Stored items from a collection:
******************************

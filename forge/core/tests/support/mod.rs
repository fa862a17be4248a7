//! Shared test backend: a minimal HTTP server speaking just enough of
//! the Ollama wire protocol for the client to exercise against.

#![allow(dead_code)]

use std::future::Future;
use std::net::SocketAddr;

use tokio::io::{AsyncReadExt, AsyncWriteExt};
use tokio::net::{TcpListener, TcpStream};

/// Spawn a fake backend on an ephemeral 127.0.0.1 port; every accepted
/// connection is handed to `handler` on its own task.
pub async fn spawn_backend<F, Fut>(handler: F) -> SocketAddr
where
    F: Fn(TcpStream) -> Fut + Clone + Send + Sync + 'static,
    Fut: Future<Output = ()> + Send + 'static,
{
    spawn_backend_at("127.0.0.1", handler).await
}

/// Same, bound to a specific loopback address (discovery tests probe
/// across 127.0.0.x hosts).
pub async fn spawn_backend_at<F, Fut>(ip: &str, handler: F) -> SocketAddr
where
    F: Fn(TcpStream) -> Fut + Clone + Send + Sync + 'static,
    Fut: Future<Output = ()> + Send + 'static,
{
    let listener = TcpListener::bind((ip, 0)).await.expect("bind fake backend");
    let addr = listener.local_addr().expect("fake backend addr");
    tokio::spawn(async move {
        loop {
            let Ok((stream, _)) = listener.accept().await else {
                break;
            };
            let handler = handler.clone();
            tokio::spawn(async move { handler(stream).await });
        }
    });
    addr
}

/// Read one HTTP request (headers plus content-length body) and return
/// it as text.
pub async fn read_request(stream: &mut TcpStream) -> String {
    let mut buf = Vec::new();
    let mut chunk = [0u8; 1024];
    loop {
        let Ok(n) = stream.read(&mut chunk).await else {
            break;
        };
        if n == 0 {
            break;
        }
        buf.extend_from_slice(&chunk[..n]);

        if let Some(split) = find(&buf, b"\r\n\r\n") {
            let headers = String::from_utf8_lossy(&buf[..split]);
            let content_length = headers
                .lines()
                .find_map(|line| {
                    let (name, value) = line.split_once(':')?;
                    name.eq_ignore_ascii_case("content-length")
                        .then(|| value.trim().parse::<usize>().ok())?
                })
                .unwrap_or(0);
            if buf.len() >= split + 4 + content_length {
                break;
            }
        }
    }
    String::from_utf8_lossy(&buf).to_string()
}

/// A complete HTTP response with a JSON body.
pub fn json_response(body: &str) -> String {
    format!(
        "HTTP/1.1 200 OK\r\nContent-Type: application/json\r\nContent-Length: {}\r\nConnection: close\r\n\r\n{body}",
        body.len()
    )
}

/// A complete HTTP error response with a JSON body.
pub fn error_response(status_line: &str, body: &str) -> String {
    format!(
        "HTTP/1.1 {status_line}\r\nContent-Type: application/json\r\nContent-Length: {}\r\nConnection: close\r\n\r\n{body}",
        body.len()
    )
}

/// Response headers for a streamed NDJSON body; the body follows in
/// separate writes and the connection close delimits it.
pub fn ndjson_header() -> &'static str {
    "HTTP/1.1 200 OK\r\nContent-Type: application/x-ndjson\r\nConnection: close\r\n\r\n"
}

/// Handler for a well-behaved version endpoint.
pub async fn version_handler(mut stream: TcpStream) {
    let _ = read_request(&mut stream).await;
    let _ = stream
        .write_all(json_response(r#"{"version":"0.5.1"}"#).as_bytes())
        .await;
}

fn find(haystack: &[u8], needle: &[u8]) -> Option<usize> {
    haystack
        .windows(needle.len())
        .position(|window| window == needle)
}
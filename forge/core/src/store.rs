//! Conversation Store
//!
//! Process-owned map from conversation id to conversation, injected into
//! whatever handles requests - there is no module-level singleton. Each
//! conversation sits behind its own `RwLock`, so mutations for one id
//! serialize (single writer per id) while snapshots and unrelated
//! conversations proceed in parallel.

use std::sync::Arc;
use std::time::Duration;

use dashmap::DashMap;
use tokio::sync::RwLock;

use crate::error::LedgerError;
use crate::session::{Conversation, ConversationId};

/// Shared handle to one conversation.
pub type SharedConversation = Arc<RwLock<Conversation>>;

/// Owner of all live conversations.
pub struct ConversationStore {
    conversations: DashMap<ConversationId, SharedConversation>,
    max_exchanges: usize,
    max_age: Duration,
}

impl ConversationStore {
    /// Create a store with the given history bound and idle expiry age.
    pub fn new(max_exchanges: usize, max_age: Duration) -> Self {
        Self {
            conversations: DashMap::new(),
            max_exchanges,
            max_age,
        }
    }

    /// The configured exchange-pair bound, for callers driving `trim`.
    pub fn max_exchanges(&self) -> usize {
        self.max_exchanges
    }

    /// Number of live conversations.
    pub fn len(&self) -> usize {
        self.conversations.len()
    }

    /// Whether the store holds no conversations.
    pub fn is_empty(&self) -> bool {
        self.conversations.is_empty()
    }

    /// Create a fresh conversation and return its id and handle.
    pub fn create(
        &self,
        model: impl Into<String>,
        preamble: impl Into<String>,
    ) -> (ConversationId, SharedConversation) {
        let conversation = Conversation::new(model, preamble);
        let id = conversation.id().clone();
        let handle = Arc::new(RwLock::new(conversation));
        self.conversations.insert(id.clone(), handle.clone());
        tracing::debug!(conversation = %id, total = self.conversations.len(), "Created conversation");
        (id, handle)
    }

    /// Look up an existing conversation.
    pub fn get(&self, id: &ConversationId) -> Result<SharedConversation, LedgerError> {
        self.conversations
            .get(id)
            .map(|entry| entry.value().clone())
            .ok_or_else(|| LedgerError::UnknownConversation(id.to_string()))
    }

    /// Resolve the conversation for a turn, honoring model binding.
    ///
    /// A missing or unknown id starts a fresh conversation. An existing
    /// conversation bound to a different model is discarded and replaced
    /// with a fresh one - switching models resets history, it never
    /// edits it.
    pub async fn open(
        &self,
        id: Option<&ConversationId>,
        model: &str,
        preamble: &str,
    ) -> (ConversationId, SharedConversation) {
        if let Some(id) = id {
            if let Ok(handle) = self.get(id) {
                let stored_model = handle.read().await.model().to_string();
                if stored_model == model {
                    return (id.clone(), handle);
                }
                tracing::info!(
                    conversation = %id,
                    from = %stored_model,
                    to = %model,
                    "Model changed, starting a fresh conversation"
                );
                self.remove(id);
            }
        }
        self.create(model, preamble)
    }

    /// Drop one conversation.
    pub fn remove(&self, id: &ConversationId) -> bool {
        self.conversations.remove(id).is_some()
    }

    /// Drop every conversation.
    pub fn clear(&self) {
        self.conversations.clear();
    }

    /// Remove conversations idle past the configured age.
    ///
    /// Driven by the session collaborator on its own schedule. Returns
    /// how many conversations were dropped.
    pub async fn purge_idle(&self) -> usize {
        // Snapshot the handles first; holding a map shard while
        // awaiting a conversation lock could deadlock against writers.
        let handles: Vec<(ConversationId, SharedConversation)> = self
            .conversations
            .iter()
            .map(|entry| (entry.key().clone(), entry.value().clone()))
            .collect();

        let mut expired = Vec::new();
        for (id, handle) in handles {
            if handle.read().await.idle_for() > self.max_age {
                expired.push(id);
            }
        }

        let mut purged = 0;
        for id in expired {
            if self.remove(&id) {
                purged += 1;
            }
        }
        if purged > 0 {
            tracing::info!(purged, remaining = self.conversations.len(), "Purged idle conversations");
        }
        purged
    }
}

#[cfg(test)]
mod tests {
    use super::*;
    use crate::session::Role;

    fn store() -> ConversationStore {
        ConversationStore::new(20, Duration::from_secs(24 * 60 * 60))
    }

    #[tokio::test]
    async fn test_create_and_get() {
        let store = store();
        let (id, _) = store.create("flux", "preamble");
        assert_eq!(store.len(), 1);

        let handle = store.get(&id).unwrap();
        assert_eq!(handle.read().await.model(), "flux");
    }

    #[tokio::test]
    async fn test_get_unknown_id() {
        let store = store();
        let missing = ConversationId::new();
        assert_eq!(
            store.get(&missing),
            Err(LedgerError::UnknownConversation(missing.to_string()))
        );
    }

    #[tokio::test]
    async fn test_open_reuses_matching_model() {
        let store = store();
        let (id, handle) = store.create("flux", "preamble");
        handle.write().await.append(Role::User, "hello").unwrap();

        let (reopened, handle) = store.open(Some(&id), "flux", "preamble").await;
        assert_eq!(reopened, id);
        assert_eq!(handle.read().await.len(), 2);
    }

    #[tokio::test]
    async fn test_open_resets_on_model_switch() {
        let store = store();
        let (id, handle) = store.create("flux", "flux preamble");
        handle.write().await.append(Role::User, "hello").unwrap();

        let (fresh_id, fresh) = store.open(Some(&id), "sdxl", "sdxl preamble").await;
        assert_ne!(fresh_id, id);
        assert_eq!(store.len(), 1);

        let conv = fresh.read().await;
        assert_eq!(conv.model(), "sdxl");
        assert_eq!(conv.len(), 1);
        assert_eq!(conv.preamble().content, "sdxl preamble");
    }

    #[tokio::test]
    async fn test_open_without_id_creates() {
        let store = store();
        let (_, handle) = store.open(None, "flux", "preamble").await;
        assert_eq!(store.len(), 1);
        assert_eq!(handle.read().await.len(), 1);
    }

    #[tokio::test]
    async fn test_mutations_on_one_id_serialize() {
        let store = ConversationStore::new(1000, Duration::from_secs(60));
        let (_, handle) = store.create("flux", "preamble");

        let mut tasks = Vec::new();
        for i in 0..16 {
            let handle = handle.clone();
            tasks.push(tokio::spawn(async move {
                for j in 0..25 {
                    let mut conv = handle.write().await;
                    // Holding the write lock across both appends makes
                    // the pair atomic; interleaving would split pairs.
                    conv.append(Role::User, format!("q {i}/{j}")).unwrap();
                    conv.append(Role::Assistant, format!("a {i}/{j}")).unwrap();
                }
            }));
        }
        for task in tasks {
            task.await.unwrap();
        }

        let conv = handle.read().await;
        assert_eq!(conv.len(), 1 + 2 * 16 * 25);
        let snapshot = conv.snapshot();
        for pair in snapshot[1..].chunks(2) {
            assert_eq!(pair[0].role, Role::User);
            assert_eq!(pair[1].role, Role::Assistant);
        }
    }

    #[tokio::test]
    async fn test_purge_idle_keeps_fresh_conversations() {
        let store = ConversationStore::new(20, Duration::from_secs(3600));
        store.create("flux", "preamble");
        store.create("flux", "preamble");

        // Nothing is an hour old yet
        assert_eq!(store.purge_idle().await, 0);
        assert_eq!(store.len(), 2);
    }

    #[tokio::test]
    async fn test_purge_idle_drops_stale_conversations() {
        let store = ConversationStore::new(20, Duration::from_millis(0));
        store.create("flux", "preamble");

        tokio::time::sleep(Duration::from_millis(5)).await;
        assert_eq!(store.purge_idle().await, 1);
        assert!(store.is_empty());
    }

    #[tokio::test]
    async fn test_remove_and_clear() {
        let store = store();
        let (id, _) = store.create("flux", "preamble");
        store.create("flux", "preamble");

        assert!(store.remove(&id));
        assert!(!store.remove(&id));
        assert_eq!(store.len(), 1);

        store.clear();
        assert!(store.is_empty());
    }
}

******************************

→ YOUR TASK
Above are the records; copy every line in them that holds the word "handles".

→ TASK RESULT
//! whatever handles requests - there is no module-level singleton. Each
        // Snapshot the handles first; holding a map shard while
        let handles: Vec<(ConversationId, SharedConversation)> = self
        for (id, handle) in handles {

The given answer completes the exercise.